Is it a Mole or is it Skin Cancer?
The bad news is that skin cancer rates are still on the rise. The good news is that this rate increase is due to an increased awareness of the possibility and danger of skin cancer that is motivating people to look more thoroughly for suspicious spots—and at an earlier age. Skin cancer is the most common of all cancers; however, not all skin cancers are deadly. Melanoma accounts for less than 5% of skin cancers, but it does result in the large majority of skin cancer deaths.
Skin cancer stats
According to the American Cancer Society, the latest estimates for melanoma in the U.S. are:
• About 76,250 new melanomas will be diagnosed (about 44,250 in men and 32,000 in women). Incidence rates for melanoma have been rising for at least 30 years.

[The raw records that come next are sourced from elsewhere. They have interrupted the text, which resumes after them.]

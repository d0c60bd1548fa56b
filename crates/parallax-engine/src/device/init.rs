/// Initialization parameters for the GPU layer.
#[derive(Debug, Clone)]
pub struct GpuInit {
    /// Prefer an sRGB surface format when the surface offers one.
    ///
    /// The photo and grid textures are uploaded as sRGB, so an sRGB target
    /// keeps them displayed at their original tone.
    pub prefer_srgb: bool,

    /// Swap behavior. FIFO is available everywhere and paces the loop to the
    /// display refresh.
    pub present_mode: wgpu::PresentMode,

    /// Alpha mode preference; falls back to the first supported mode.
    pub alpha_mode: Option<wgpu::CompositeAlphaMode>,

    pub required_features: wgpu::Features,

    pub required_limits: wgpu::Limits,

    /// Hint for how many frames may be queued ahead of presentation.
    pub desired_maximum_frame_latency: u32,
}

impl Default for GpuInit {
    fn default() -> Self {
        Self {
            prefer_srgb: true,
            present_mode: wgpu::PresentMode::Fifo,
            alpha_mode: None,
            required_features: wgpu::Features::empty(),
            // Photos straight off a phone camera exceed the WebGL2-level
            // limits, so ask for the full default set.
            required_limits: wgpu::Limits::default(),
            desired_maximum_frame_latency: 2,
        }
    }
}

• About 9,180 people are expected to die of melanoma (about 6,060 men and 3,120 women). From 2004 to 2008, the death rate in whites has been dropping in those younger than 50, but has been stable in women or rising in men older than 50.
Who gets skin cancer?
• Ten times more Caucasians than Blacks get skin cancer
• Before age 40, more women get skin cancer than men
• After age 40, skin cancer rates in men are double those of women
• While skin cancer is highest among older adults, it is the most common cancer in young people
Spotting suspicious spots before it’s too late
Aside from applying sunscreen and wearing protective clothing while outdoors, self-examination is the best line of defense when trouble may be erupting on your skin. The most basic self-exam test is asking yourself if that mole is new one or if it is an older one that appears to be changing in size, shape or color.
The following are the types of skin cancers to look for:
Basal Cell Carcinoma—this type can develop anywhere on the body, but typically appear where the sun has had the most exposure to the skin. Basal cell carcinomas grow slow and can present the following signs:
• A sore that bleeds, heals and returns
• A pimple that doesn’t clear
• A persistent reddish patch of dry skin
• A hard, flat sunken growth that is white or yellow
• A waxy-feeling scar that can be flesh colored, whiter or yellow
• A pearl-shaped lump that’s skin-colored, pink, brown or red with a depressed center
Squamous Cell Carcinoma—although this type also typically occurs on the sun-exposed skin areas, it can also appear in the mouth, on the lips or genitals. Squamous cell carcinomas typically look like:
• An open sore that itches and bleeds that might heal, but then return
• A hard and scaly or crusty reddish bump, patch or pearl-shaped growth
• A scaly patch on the lip that thickens
Melanoma—a normal mole is usually small, of one color, and circular or oval with a well-defined border. However, a melanoma has distinctive characteristics to it that should cause some alarm. These characteristics include:
• An asymmetry where one half is unlike the other half
• A border that is irregular or poorly defined
• A color that varies from one part of the “mole” to another in shades of black, brown and tan or at times can range from blue to red to white.
• Typically, a diameter bigger than a pencil eraser, but can be smaller
• A mole that is changing in appearance
After a self-exam if you feel that you may be experiencing any changes to any existing moles or a new one has developed that wasn’t there before, be sure to see your physician about and ask if a referral is needed for analysis by a dermatologist.